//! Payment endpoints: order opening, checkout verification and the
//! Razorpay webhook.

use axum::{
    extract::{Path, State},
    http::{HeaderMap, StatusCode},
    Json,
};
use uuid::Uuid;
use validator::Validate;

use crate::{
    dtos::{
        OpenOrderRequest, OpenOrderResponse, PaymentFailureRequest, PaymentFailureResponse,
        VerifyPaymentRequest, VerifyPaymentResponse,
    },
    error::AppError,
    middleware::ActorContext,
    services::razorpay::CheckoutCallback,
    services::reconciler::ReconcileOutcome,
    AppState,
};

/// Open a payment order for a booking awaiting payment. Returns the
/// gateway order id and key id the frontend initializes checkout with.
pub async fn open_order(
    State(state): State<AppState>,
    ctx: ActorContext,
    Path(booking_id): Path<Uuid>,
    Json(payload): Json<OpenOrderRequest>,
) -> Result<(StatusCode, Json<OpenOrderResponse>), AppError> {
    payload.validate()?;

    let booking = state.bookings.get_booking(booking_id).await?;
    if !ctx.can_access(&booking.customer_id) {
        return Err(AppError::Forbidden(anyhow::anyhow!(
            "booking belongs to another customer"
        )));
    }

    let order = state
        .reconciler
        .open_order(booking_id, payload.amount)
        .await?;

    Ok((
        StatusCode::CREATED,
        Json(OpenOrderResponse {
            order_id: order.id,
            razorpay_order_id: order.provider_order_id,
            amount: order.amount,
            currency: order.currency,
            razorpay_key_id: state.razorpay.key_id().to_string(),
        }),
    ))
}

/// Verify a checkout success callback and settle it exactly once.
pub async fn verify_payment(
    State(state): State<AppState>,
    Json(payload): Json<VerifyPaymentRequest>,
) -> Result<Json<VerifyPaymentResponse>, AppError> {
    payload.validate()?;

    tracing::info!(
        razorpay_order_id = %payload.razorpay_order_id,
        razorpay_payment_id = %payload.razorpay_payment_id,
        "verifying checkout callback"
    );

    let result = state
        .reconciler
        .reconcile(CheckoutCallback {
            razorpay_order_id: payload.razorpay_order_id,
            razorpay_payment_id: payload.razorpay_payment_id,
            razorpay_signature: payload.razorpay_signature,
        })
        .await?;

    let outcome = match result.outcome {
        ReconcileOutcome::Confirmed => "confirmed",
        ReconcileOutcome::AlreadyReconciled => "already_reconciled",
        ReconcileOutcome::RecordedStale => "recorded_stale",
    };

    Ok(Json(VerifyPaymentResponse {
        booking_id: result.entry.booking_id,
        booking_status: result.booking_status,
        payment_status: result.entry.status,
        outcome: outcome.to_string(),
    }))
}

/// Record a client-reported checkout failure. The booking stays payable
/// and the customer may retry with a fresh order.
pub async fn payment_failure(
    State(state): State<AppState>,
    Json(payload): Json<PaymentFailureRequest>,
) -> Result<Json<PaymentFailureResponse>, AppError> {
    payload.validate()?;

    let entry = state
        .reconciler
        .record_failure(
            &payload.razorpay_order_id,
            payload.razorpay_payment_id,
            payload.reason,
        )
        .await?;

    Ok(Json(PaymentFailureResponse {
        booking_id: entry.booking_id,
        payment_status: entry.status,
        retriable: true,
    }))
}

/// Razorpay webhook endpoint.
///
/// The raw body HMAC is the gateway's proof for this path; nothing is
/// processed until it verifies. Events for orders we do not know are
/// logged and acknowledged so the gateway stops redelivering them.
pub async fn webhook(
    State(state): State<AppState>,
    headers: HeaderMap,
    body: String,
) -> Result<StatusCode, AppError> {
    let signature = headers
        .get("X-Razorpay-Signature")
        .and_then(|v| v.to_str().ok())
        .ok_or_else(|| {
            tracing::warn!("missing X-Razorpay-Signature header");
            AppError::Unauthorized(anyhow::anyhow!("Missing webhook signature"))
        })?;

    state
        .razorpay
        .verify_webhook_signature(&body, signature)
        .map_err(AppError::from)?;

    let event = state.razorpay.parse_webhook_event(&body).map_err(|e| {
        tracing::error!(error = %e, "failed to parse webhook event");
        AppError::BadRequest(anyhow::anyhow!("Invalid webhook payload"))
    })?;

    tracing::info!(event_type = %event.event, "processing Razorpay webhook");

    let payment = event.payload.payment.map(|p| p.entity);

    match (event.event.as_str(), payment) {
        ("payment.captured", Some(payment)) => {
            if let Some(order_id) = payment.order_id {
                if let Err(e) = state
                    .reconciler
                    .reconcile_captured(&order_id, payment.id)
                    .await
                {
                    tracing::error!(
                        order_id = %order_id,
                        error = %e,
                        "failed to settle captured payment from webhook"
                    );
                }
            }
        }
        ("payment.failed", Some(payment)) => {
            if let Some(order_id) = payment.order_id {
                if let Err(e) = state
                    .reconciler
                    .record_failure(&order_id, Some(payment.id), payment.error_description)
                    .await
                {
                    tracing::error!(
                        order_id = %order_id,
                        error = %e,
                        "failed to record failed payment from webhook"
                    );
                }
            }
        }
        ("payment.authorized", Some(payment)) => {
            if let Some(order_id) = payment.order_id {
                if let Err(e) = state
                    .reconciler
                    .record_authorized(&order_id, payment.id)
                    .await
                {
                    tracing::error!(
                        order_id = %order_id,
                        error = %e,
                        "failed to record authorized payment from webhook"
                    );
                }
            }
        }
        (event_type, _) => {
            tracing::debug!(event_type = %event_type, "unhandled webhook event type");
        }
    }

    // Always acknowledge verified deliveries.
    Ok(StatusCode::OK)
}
·····
- Exercise instructions
Over the whole of the material above, count the lines that contain the word "ActorContext"; give only the number.

- Written reply
2